» Material for this exercise

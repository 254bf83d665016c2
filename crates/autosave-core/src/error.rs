//! Error types for the core crate.

use crate::adapter::AdapterError;
use crate::notifier::NotifierError;
use autosave_snapshot::SnapshotError;
use thiserror::Error;

/// Result type for core operations.
pub type CoreResult<T> = Result<T, CoreError>;

/// Core error types.
#[derive(Debug, Error)]
pub enum CoreError {
    /// Configuration error.
    #[error("config error: {0}")]
    Config(#[from] ConfigError),

    /// Snapshot archive error.
    #[error("snapshot error: {0}")]
    Snapshot(#[from] SnapshotError),

    /// Change notification error.
    #[error("notifier error: {0}")]
    Notifier(#[from] NotifierError),

    /// Save adapter error.
    #[error("save adapter error: {0}")]
    Adapter(#[from] AdapterError),

    /// IO error.
    #[error("io error: {0}")]
    Io(#[from] std::io::Error),

    /// No application registered under this name.
    #[error("application not registered: {0}")]
    UnknownApplication(String),
}

/// Configuration-specific errors.
#[derive(Debug, Error)]
pub enum ConfigError {
    /// Invalid JSON/JSONC syntax.
    #[error("invalid config at {path}: {message}")]
    InvalidJson { path: String, message: String },

    /// Config validation failed.
    #[error("config validation failed: {message}")]
    Validation { message: String },

    /// An explicitly requested config file does not exist.
    #[error("config file not found: {path}")]
    NotFound { path: String },

    /// Environment variable not found during substitution.
    #[error("environment variable not found: {name}")]
    EnvVarNotFound { name: String },

    /// File reference not found during substitution.
    #[error("file reference not found: {path}")]
    FileRefNotFound { path: String },

    /// Invalid path (e.g., could not determine the data directory).
    #[error("invalid path: {0}")]
    InvalidPath(String),
}

impl ConfigError {
    pub(crate) fn validation(message: impl Into<String>) -> Self {
        Self::Validation {
            message: message.into(),
        }
    }
}
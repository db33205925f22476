//! Token archive writer.
//!
//! A token file is a zip archive with a fixed layout:
//!
//! ```text
//! content.xml            # token description (rendered template)
//! properties.xml         # format version
//! thumbnail              # PNG, fits in 50x50
//! assets/<md5>           # identity record for the image
//! assets/<md5>.<ext>     # image bytes
//! assets/<md5>           # ...and the same pair for the portrait, if any
//! assets/<md5>.<ext>
//! ```
//!
//! Every entry is derived before anything is written, so a bad image
//! aborts the write without touching the destination.

use std::borrow::Cow;
use std::io::{Seek, Write};
use std::path::Path;

use tempfile::NamedTempFile;
use tracing::{debug, info};
use zip::write::FileOptions;
use zip::{CompressionMethod, ZipWriter};

use super::render::ContentRenderer;
use super::thumbnail::derive_thumbnail;
use crate::domain::{Asset, Token};
use crate::error::TokenError;

/// Static `properties.xml` document naming the token format version
pub const PROPERTIES_XML: &str = "<map>
  <entry>
    <string>version</string>
    <string>1.4.0.0
</string>
  </entry>
</map>";

/// What to do when the destination file already exists
#[derive(Debug, Clone, Copy, PartialEq, Eq, Default)]
pub enum WriteMode {
    /// Fail with [`TokenError::Exists`]
    Create,

    /// Replace the existing file
    #[default]
    Overwrite,
}

/// One named file inside the archive
#[derive(Debug, Clone, PartialEq, Eq)]
pub struct ArchiveEntry<'a> {
    pub name: String,
    pub data: Cow<'a, [u8]>,
}

impl<'a> ArchiveEntry<'a> {
    fn text(name: impl Into<String>, text: String) -> Self {
        Self::owned(name, text.into_bytes())
    }

    fn owned(name: impl Into<String>, data: Vec<u8>) -> Self {
        Self {
            name: name.into(),
            data: Cow::Owned(data),
        }
    }

    fn bytes(name: impl Into<String>, data: &'a [u8]) -> Self {
        Self {
            name: name.into(),
            data: Cow::Borrowed(data),
        }
    }
}

/// Serializes tokens into `.rptok` archives
#[derive(Clone)]
pub struct TokenWriter {
    renderer: ContentRenderer,
    compressed: bool,
}

impl TokenWriter {
    /// Create a writer using `renderer` for `content.xml`. Entries are
    /// DEFLATE-compressed unless [`compressed`](Self::compressed) says otherwise.
    pub fn new(renderer: ContentRenderer) -> Self {
        Self {
            renderer,
            compressed: true,
        }
    }

    /// Writer with the built-in content template
    pub fn with_default_template() -> Result<Self, TokenError> {
        Ok(Self::new(ContentRenderer::with_default_template()?))
    }

    /// Store entries uncompressed when `false`
    pub fn compressed(mut self, compressed: bool) -> Self {
        self.compressed = compressed;
        self
    }

    fn compression_method(&self) -> CompressionMethod {
        if self.compressed {
            CompressionMethod::Deflated
        } else {
            CompressionMethod::Stored
        }
    }

    /// Derive every archive entry for `token`, in write order
    pub fn entries<'a>(&self, token: &'a Token) -> Result<Vec<ArchiveEntry<'a>>, TokenError> {
        let mut entries = vec![
            ArchiveEntry::text("content.xml", self.renderer.render(token)?),
            ArchiveEntry::text("properties.xml", PROPERTIES_XML.to_string()),
            ArchiveEntry::owned("thumbnail", derive_thumbnail(&token.image().contents)?),
        ];

        for asset in token.assets() {
            entries.extend(asset_entries(asset));
        }

        Ok(entries)
    }

    /// Write `token` as a zip archive into `writer` and hand the writer back
    pub fn write_to<W: Write + Seek>(&self, token: &Token, writer: W) -> Result<W, TokenError> {
        let entries = self.entries(token)?;
        let options = FileOptions::default().compression_method(self.compression_method());

        let mut zip = ZipWriter::new(writer);
        for entry in &entries {
            debug!(entry = %entry.name, bytes = entry.data.len(), "Writing archive entry");
            zip.start_file(entry.name.as_str(), options)?;
            zip.write_all(&entry.data)?;
        }
        let writer = zip.finish()?;

        info!(
            token = %token.name(),
            id = %token.id(),
            entries = entries.len(),
            "Token archive written"
        );
        Ok(writer)
    }

    /// Write `token` to `path`.
    ///
    /// The archive is assembled in a temporary file beside `path` and moved
    /// into place only once complete; on failure the temporary file is
    /// removed and `path` is left as it was.
    pub fn write_file(&self, token: &Token, path: &Path, mode: WriteMode) -> Result<(), TokenError> {
        if mode == WriteMode::Create && path.exists() {
            return Err(TokenError::Exists(path.to_path_buf()));
        }

        let dir = match path.parent() {
            Some(parent) if !parent.as_os_str().is_empty() => parent,
            _ => Path::new("."),
        };

        let temp = NamedTempFile::new_in(dir)?;
        let temp = self.write_to(token, temp)?;
        temp.as_file().sync_all()?;

        let persisted = match mode {
            WriteMode::Create => temp.persist_noclobber(path),
            WriteMode::Overwrite => temp.persist(path),
        };
        persisted.map_err(|e| {
            if e.error.kind() == std::io::ErrorKind::AlreadyExists {
                TokenError::Exists(path.to_path_buf())
            } else {
                TokenError::Io(e.error)
            }
        })?;

        debug!(path = %path.display(), "Token file persisted");
        Ok(())
    }
}

/// Identity record and raw bytes for one asset
fn asset_entries(asset: &Asset) -> [ArchiveEntry<'_>; 2] {
    [
        ArchiveEntry::text(asset.record_path(), asset.identity_record()),
        ArchiveEntry::bytes(asset.contents_path(), &asset.contents),
    ]
}
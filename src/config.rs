//! Configuration for rptok.
//!
//! Configuration sources (highest priority first):
//! 1. Environment variables (RPTOK_TEMPLATE, RPTOK_OUTPUT_DIR)
//! 2. Project config file (.rptok/config.yaml in the current directory or a parent)
//! 3. User config file (~/.rptok/config.yaml)
//! 4. Defaults (embedded content template, current directory, compressed)
//!
//! Paths in a config file are relative to the directory containing `.rptok/`.

use std::path::{Path, PathBuf};
use std::sync::OnceLock;

use anyhow::{Context, Result};
use serde::Deserialize;

use crate::core::{ContentRenderer, TokenWriter, DEFAULT_CONTENT_TEMPLATE};

/// Global cached configuration (stores Result to handle init errors)
static CONFIG: OnceLock<Result<ResolvedConfig, String>> = OnceLock::new();

/// Raw config file schema (matches YAML structure)
#[derive(Debug, Clone, Deserialize)]
pub struct ConfigFile {
    pub version: String,
    #[serde(default)]
    pub template: TemplateConfig,
    #[serde(default)]
    pub output: OutputConfig,
}

#[derive(Debug, Clone, Default, Deserialize)]
pub struct TemplateConfig {
    /// Content template path (relative to the project root)
    pub content: Option<String>,
}

#[derive(Debug, Clone, Default, Deserialize)]
pub struct OutputConfig {
    /// Directory for token files when no output path is given
    pub dir: Option<String>,
    /// DEFLATE archive entries (default true)
    pub compressed: Option<bool>,
}

/// Resolved configuration with absolute paths
#[derive(Debug, Clone)]
pub struct ResolvedConfig {
    /// Custom content template, if any
    pub content_template: Option<PathBuf>,
    /// Where token files go by default
    pub output_dir: PathBuf,
    /// Whether archive entries are compressed
    pub compressed: bool,
    /// Path to config file (if found)
    pub config_file: Option<PathBuf>,
}

impl ResolvedConfig {
    /// Content template source: the configured file, or the embedded default
    pub fn template_source(&self) -> Result<String> {
        match self.content_template {
            Some(ref path) => std::fs::read_to_string(path)
                .with_context(|| format!("Failed to read content template: {}", path.display())),
            None => Ok(DEFAULT_CONTENT_TEMPLATE.to_string()),
        }
    }

    /// Token writer built from this configuration
    pub fn writer(&self) -> Result<TokenWriter> {
        let source = self.template_source()?;
        let renderer = ContentRenderer::new(&source).with_context(|| {
            match self.content_template {
                Some(ref path) => format!("Failed to compile content template: {}", path.display()),
                None => "Failed to compile built-in content template".to_string(),
            }
        })?;
        Ok(TokenWriter::new(renderer).compressed(self.compressed))
    }
}

/// Find config file by searching current directory and parents, then home
fn find_config_file() -> Option<PathBuf> {
    if let Ok(mut current) = std::env::current_dir() {
        loop {
            let config_path = current.join(".rptok").join("config.yaml");
            if config_path.exists() {
                return Some(config_path);
            }

            if !current.pop() {
                break;
            }
        }
    }

    let user_config = dirs::home_dir()?.join(".rptok").join("config.yaml");
    user_config.exists().then_some(user_config)
}

/// Load and parse config file
fn load_config_file(path: &Path) -> Result<ConfigFile> {
    let content = std::fs::read_to_string(path)
        .with_context(|| format!("Failed to read config file: {}", path.display()))?;

    serde_yaml::from_str(&content)
        .with_context(|| format!("Failed to parse config file: {}", path.display()))
}

/// Resolve a path that may be relative to the config file's project root
fn resolve_path(base: &Path, path_str: &str) -> PathBuf {
    let path = PathBuf::from(path_str);
    if path.is_absolute() {
        path
    } else {
        base.join(path)
            .canonicalize()
            .unwrap_or_else(|_| base.join(path_str))
    }
}

/// Merge a config file (if any) with env vars and defaults
fn resolve_config(config_file: Option<PathBuf>) -> Result<ResolvedConfig> {
    let (template, output_dir, compressed) = if let Some(ref config_path) = config_file {
        let config = load_config_file(config_path)?;

        // Base directory is the parent of .rptok/ (i.e., grandparent of config.yaml)
        let base_dir = config_path
            .parent()
            .and_then(|p| p.parent())
            .unwrap_or(Path::new("."));

        (
            config.template.content.map(|p| resolve_path(base_dir, &p)),
            config.output.dir.map(|p| resolve_path(base_dir, &p)),
            config.output.compressed.unwrap_or(true),
        )
    } else {
        (None, None, true)
    };

    let content_template = std::env::var("RPTOK_TEMPLATE")
        .map(PathBuf::from)
        .ok()
        .or(template);

    let output_dir = std::env::var("RPTOK_OUTPUT_DIR")
        .map(PathBuf::from)
        .ok()
        .or(output_dir)
        .unwrap_or_else(|| PathBuf::from("."));

    Ok(ResolvedConfig {
        content_template,
        output_dir,
        compressed,
        config_file,
    })
}

/// Load configuration from all sources
fn load_config() -> Result<ResolvedConfig> {
    resolve_config(find_config_file())
}

/// Get the global configuration (loads once, then cached)
pub fn config() -> Result<&'static ResolvedConfig> {
    let result = CONFIG.get_or_init(|| load_config().map_err(|e| format!("{:#}", e)));

    match result {
        Ok(config) => Ok(config),
        Err(e) => anyhow::bail!("{}", e),
    }
}

#[cfg(test)]
mod tests {
    use super::*;
    use std::io::Write;
    use tempfile::TempDir;

    fn write_config(temp: &TempDir, body: &str) -> PathBuf {
        let rptok_dir = temp.path().join(".rptok");
        std::fs::create_dir_all(&rptok_dir).unwrap();

        let config_path = rptok_dir.join("config.yaml");
        let mut file = std::fs::File::create(&config_path).unwrap();
        writeln!(file, "{}", body).unwrap();
        config_path
    }

    #[test]
    fn test_defaults_without_file() {
        let config = resolve_config(None).unwrap();

        assert!(config.config_file.is_none());
        assert!(config.compressed);
        if std::env::var("RPTOK_TEMPLATE").is_err() {
            assert!(config.content_template.is_none());
            assert_eq!(config.template_source().unwrap(), DEFAULT_CONTENT_TEMPLATE);
        }
    }

    #[test]
    fn test_config_file_parsing() {
        let temp = TempDir::new().unwrap();
        let config_path = write_config(
            &temp,
            r#"
version: "1.0"
template:
  content: templates/content.xml
output:
  dir: tokens
  compressed: false
"#,
        );

        let config = load_config_file(&config_path).unwrap();
        assert_eq!(config.version, "1.0");
        assert_eq!(config.template.content, Some("templates/content.xml".to_string()));
        assert_eq!(config.output.dir, Some("tokens".to_string()));
        assert_eq!(config.output.compressed, Some(false));
    }

    #[test]
    fn test_paths_resolve_against_project_root() {
        let temp = TempDir::new().unwrap();
        let config_path = write_config(
            &temp,
            "version: \"1.0\"\ntemplate:\n  content: custom.xml\noutput:\n  compressed: false\n",
        );
        std::fs::write(temp.path().join("custom.xml"), "<t>{{name}}</t>").unwrap();

        let config = resolve_config(Some(config_path)).unwrap();
        assert!(!config.compressed);
        if std::env::var("RPTOK_TEMPLATE").is_err() {
            let template = config.content_template.clone().unwrap();
            assert!(template.ends_with("custom.xml"));
            assert_eq!(config.template_source().unwrap(), "<t>{{name}}</t>");
            assert!(config.writer().is_ok());
        }
    }

    #[test]
    fn test_missing_template_file() {
        let config = ResolvedConfig {
            content_template: Some(PathBuf::from("/nonexistent/content.xml")),
            output_dir: PathBuf::from("."),
            compressed: true,
            config_file: None,
        };
        assert!(config.template_source().is_err());
        assert!(config.writer().is_err());
    }

    #[test]
    fn test_resolve_relative_path() {
        let base = PathBuf::from("/home/user/project");

        assert_eq!(
            resolve_path(&base, "./subdir"),
            PathBuf::from("/home/user/project/subdir")
        );
        assert_eq!(
            resolve_path(&base, "/absolute/path"),
            PathBuf::from("/absolute/path")
        );
    }
}
//! Thumbnail derivation for the archive's `thumbnail` entry.

use std::io::Cursor;

use image::{GenericImageView, ImageFormat};
use tracing::debug;

use crate::error::TokenError;

/// Bounding box the thumbnail must fit in
pub const THUMBNAIL_MAX: u32 = 50;

/// Decode `contents`, shrink it to fit within 50x50 keeping the aspect
/// ratio, and re-encode as PNG. Images that already fit keep their size.
pub fn derive_thumbnail(contents: &[u8]) -> Result<Vec<u8>, TokenError> {
    let image = image::load_from_memory(contents).map_err(TokenError::Decode)?;
    let (width, height) = image.dimensions();

    let thumbnail = if width > THUMBNAIL_MAX || height > THUMBNAIL_MAX {
        image.thumbnail(THUMBNAIL_MAX, THUMBNAIL_MAX)
    } else {
        image
    };
    let (thumb_width, thumb_height) = thumbnail.dimensions();
    debug!(width, height, thumb_width, thumb_height, "Derived thumbnail");

    let mut out = Cursor::new(Vec::new());
    thumbnail
        .write_to(&mut out, ImageFormat::Png)
        .map_err(TokenError::Encode)?;
    Ok(out.into_inner())
}
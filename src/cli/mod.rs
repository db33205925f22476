//! Command-line interface for rptok.
//!
//! Provides commands for building token files, listing sizes and
//! showing the resolved configuration.

use std::path::{Path, PathBuf};

use anyhow::{Context, Result};
use clap::{Args, Parser, Subcommand};
use serde_json::Value;
use tracing::info;

use crate::config;
use crate::core::WriteMode;
use crate::domain::{PropertyValue, State, TokenManifest, TokenSize};

/// rptok - MapTool token file builder
#[derive(Parser, Debug)]
#[command(name = "rptok")]
#[command(author, version, about, long_about = None)]
pub struct Cli {
    #[command(subcommand)]
    pub command: Commands,
}

#[derive(Subcommand, Debug)]
pub enum Commands {
    /// Build a token file from an image and optional manifest
    Build(BuildArgs),

    /// List token sizes and their encoded GUIDs
    Sizes,

    /// Show resolved configuration (debug)
    Config,
}

#[derive(Args, Debug, Default)]
pub struct BuildArgs {
    /// Token manifest (YAML); the flags below override it
    #[arg(short, long)]
    pub manifest: Option<PathBuf>,

    /// Token image (required unless the manifest names one)
    #[arg(short, long)]
    pub image: Option<PathBuf>,

    /// Portrait image
    #[arg(short, long)]
    pub portrait: Option<PathBuf>,

    /// Token name
    #[arg(short, long)]
    pub name: Option<String>,

    /// Token size (Fine, Diminutive, Tiny, Small, Medium, Large, Huge, Gargantuan, Colossal)
    #[arg(short, long)]
    pub size: Option<String>,

    /// State override, e.g. Dead=boolean:true (repeatable)
    #[arg(long = "state", value_name = "NAME=TYPE:VALUE")]
    pub states: Vec<String>,

    /// Property override, e.g. MaxHP=7 (repeatable)
    #[arg(long = "property", value_name = "NAME=VALUE")]
    pub properties: Vec<String>,

    /// Owner player name (repeatable)
    #[arg(long = "owner")]
    pub owners: Vec<String>,

    /// Any other attribute; JSON values are parsed, anything else is a string
    #[arg(long = "attr", value_name = "KEY=VALUE")]
    pub attributes: Vec<String>,

    /// Skip the baseline states
    #[arg(long)]
    pub no_default_states: bool,

    /// Skip the baseline properties
    #[arg(long)]
    pub no_default_properties: bool,

    /// Skip the baseline macros
    #[arg(long)]
    pub no_default_macros: bool,

    /// Store archive entries uncompressed
    #[arg(long)]
    pub stored: bool,

    /// Overwrite an existing output file
    #[arg(short, long)]
    pub force: bool,

    /// Output file (defaults to <output dir>/<name>.rptok)
    #[arg(short, long)]
    pub output: Option<PathBuf>,
}

impl Cli {
    /// Execute the CLI command
    pub async fn execute(self) -> Result<()> {
        match self.command {
            Commands::Build(args) => build_token(args).await,
            Commands::Sizes => {
                list_sizes();
                Ok(())
            }
            Commands::Config => show_config(),
        }
    }
}

/// Split `KEY=VALUE`
fn parse_pair(s: &str) -> Result<(String, String)> {
    let (key, value) = s
        .split_once('=')
        .with_context(|| format!("Expected KEY=VALUE, got: {}", s))?;
    if key.is_empty() {
        anyhow::bail!("Empty key in: {}", s);
    }
    Ok((key.to_string(), value.to_string()))
}

/// Parse an attribute value as JSON, falling back to a plain string
fn parse_attribute_value(value: &str) -> Value {
    serde_json::from_str(value).unwrap_or_else(|_| Value::String(value.to_string()))
}

/// Fold command-line flags into a manifest. CLI paths are relative to `cwd`.
fn apply_args(mut manifest: TokenManifest, args: &BuildArgs, cwd: &Path) -> Result<TokenManifest> {
    if let Some(ref image) = args.image {
        manifest.image = cwd.join(image);
    }
    if let Some(ref portrait) = args.portrait {
        manifest.portrait = Some(cwd.join(portrait));
    }
    if let Some(ref size) = args.size {
        manifest.size = size.clone();
    }

    if args.no_default_states {
        manifest.defaults.states = false;
    }
    if args.no_default_properties {
        manifest.defaults.properties = false;
    }
    if args.no_default_macros {
        manifest.defaults.macros = false;
    }

    for raw in &args.states {
        let (name, state) = parse_pair(raw)?;
        let state: State = state
            .parse()
            .with_context(|| format!("Invalid state: {}", raw))?;
        manifest.states.insert(name, state);
    }

    for raw in &args.properties {
        let (name, value) = parse_pair(raw)?;
        manifest
            .properties
            .insert(name, PropertyValue::Text(value));
    }

    for raw in &args.attributes {
        let (key, value) = parse_pair(raw)?;
        manifest.attributes.insert(key, parse_attribute_value(&value));
    }

    if !args.owners.is_empty() {
        manifest
            .attributes
            .insert("owners".to_string(), args.owners.clone().into());
    }
    if let Some(ref name) = args.name {
        manifest
            .attributes
            .insert("name".to_string(), name.clone().into());
    }

    Ok(manifest)
}

/// Build a token and write it to disk
async fn build_token(args: BuildArgs) -> Result<()> {
    let cfg = config::config()?;
    let cwd = std::env::current_dir().context("Failed to determine current directory")?;

    let (manifest, base_dir) = match args.manifest {
        Some(ref path) => {
            let manifest = TokenManifest::from_file(path)?;
            let base_dir = cwd.join(path.parent().unwrap_or(Path::new(".")));
            (manifest, base_dir)
        }
        None => {
            let image = args
                .image
                .clone()
                .context("No image provided. Use --image <file> or --manifest <file>")?;
            (TokenManifest::new(image), cwd.clone())
        }
    };
    let manifest = apply_args(manifest, &args, &cwd)?;

    let mode = if args.force {
        WriteMode::Overwrite
    } else {
        WriteMode::Create
    };
    let compressed = cfg.compressed && !args.stored;
    let output = args.output.map(|p| cwd.join(p));

    // Image decoding and zip writing are blocking
    let (name, path) = tokio::task::spawn_blocking(move || -> Result<(String, PathBuf)> {
        let token = manifest.into_builder(&base_dir)?.build()?;
        let path = output
            .unwrap_or_else(|| cfg.output_dir.join(token_file_name(token.name())));

        let writer = cfg.writer()?.compressed(compressed);
        writer
            .write_file(&token, &path, mode)
            .with_context(|| format!("Failed to write token: {}", path.display()))?;

        info!(token = %token.name(), size = %token.size(), "Built token");
        Ok((token.name().to_string(), path))
    })
    .await
    .context("Token build task failed")??;

    println!("{}", path.display());
    eprintln!("[Token '{}' written successfully]", name);
    Ok(())
}

/// File name for a token written to the output dir. Separators and a
/// leading dot are replaced so the name stays a single path component.
fn token_file_name(name: &str) -> String {
    let mut stem: String = name
        .chars()
        .map(|c| match c {
            '/' | '\\' | ':' | '\0' => '_',
            c => c,
        })
        .collect();
    if stem.starts_with('.') || stem.trim().is_empty() {
        stem.insert(0, '_');
    }
    format!("{}.rptok", stem)
}

/// Print the size table
fn list_sizes() {
    for size in TokenSize::ALL {
        println!("{:<12} {}", size.name(), size.guid());
    }
}

/// Show the resolved configuration (for debugging)
fn show_config() -> Result<()> {
    let cfg = config::config()?;

    println!("rptok configuration");
    println!();
    println!(
        "Config file:      {}",
        cfg.config_file
            .as_ref()
            .map(|p| p.display().to_string())
            .unwrap_or_else(|| "(none - using defaults)".to_string())
    );
    println!(
        "Content template: {}",
        cfg.content_template
            .as_ref()
            .map(|p| p.display().to_string())
            .unwrap_or_else(|| "(built-in)".to_string())
    );
    println!("Output dir:       {}", cfg.output_dir.display());
    println!("Compressed:       {}", cfg.compressed);

    Ok(())
}
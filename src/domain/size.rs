//! Creature sizes understood by the tabletop application.
//!
//! Each size is identified inside `content.xml` by a fixed GUID owned by the
//! application's grid definitions. These values are reproduced as-is.

use serde::{Deserialize, Serialize};

use crate::error::TokenError;

/// Token size on a square grid
#[derive(Debug, Clone, Copy, PartialEq, Eq, Hash, Default, Serialize, Deserialize)]
pub enum TokenSize {
    Fine,
    Diminutive,
    Tiny,
    Small,
    #[default]
    Medium,
    Large,
    Huge,
    Gargantuan,
    Colossal,
}

impl TokenSize {
    /// All sizes, smallest first
    pub const ALL: [TokenSize; 9] = [
        TokenSize::Fine,
        TokenSize::Diminutive,
        TokenSize::Tiny,
        TokenSize::Small,
        TokenSize::Medium,
        TokenSize::Large,
        TokenSize::Huge,
        TokenSize::Gargantuan,
        TokenSize::Colossal,
    ];

    /// Display name, as accepted by `from_str`
    pub fn name(self) -> &'static str {
        match self {
            TokenSize::Fine => "Fine",
            TokenSize::Diminutive => "Diminutive",
            TokenSize::Tiny => "Tiny",
            TokenSize::Small => "Small",
            TokenSize::Medium => "Medium",
            TokenSize::Large => "Large",
            TokenSize::Huge => "Huge",
            TokenSize::Gargantuan => "Gargantuan",
            TokenSize::Colossal => "Colossal",
        }
    }

    /// Encoded size GUID written into `content.xml`
    pub fn guid(self) -> &'static str {
        match self {
            TokenSize::Fine => "fwABAc1lFSoBAAAAKgABAQ==",
            TokenSize::Diminutive => "fwABAc1lFSoCAAAAKgABAQ==",
            TokenSize::Tiny => "fwABAc5lFSoDAAAAKgABAA==",
            TokenSize::Small => "fwABAc5lFSoEAAAAKgABAA==",
            TokenSize::Medium => "fwABAc9lFSoFAAAAKgABAQ==",
            TokenSize::Large => "fwABAdBlFSoGAAAAKgABAA==",
            TokenSize::Huge => "fwABAdBlFSoHAAAAKgABAA==",
            TokenSize::Gargantuan => "fwABAdFlFSoIAAAAKgABAQ==",
            TokenSize::Colossal => "fwABAeFlFSoJAAAAKgABAQ==",
        }
    }
}

impl std::fmt::Display for TokenSize {
    fn fmt(&self, f: &mut std::fmt::Formatter<'_>) -> std::fmt::Result {
        f.write_str(self.name())
    }
}

impl std::str::FromStr for TokenSize {
    type Err = TokenError;

    fn from_str(s: &str) -> Result<Self, Self::Err> {
        TokenSize::ALL
            .into_iter()
            .find(|size| size.name() == s)
            .ok_or_else(|| TokenError::UnknownSize(s.to_string()))
    }
}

» About this exercise
The required output is each line of the entries that contains the word "PropertyValue".

» Exercise result
use crate::domain::{PropertyValue, State, TokenManifest, TokenSize};
            .insert(name, PropertyValue::Text(value));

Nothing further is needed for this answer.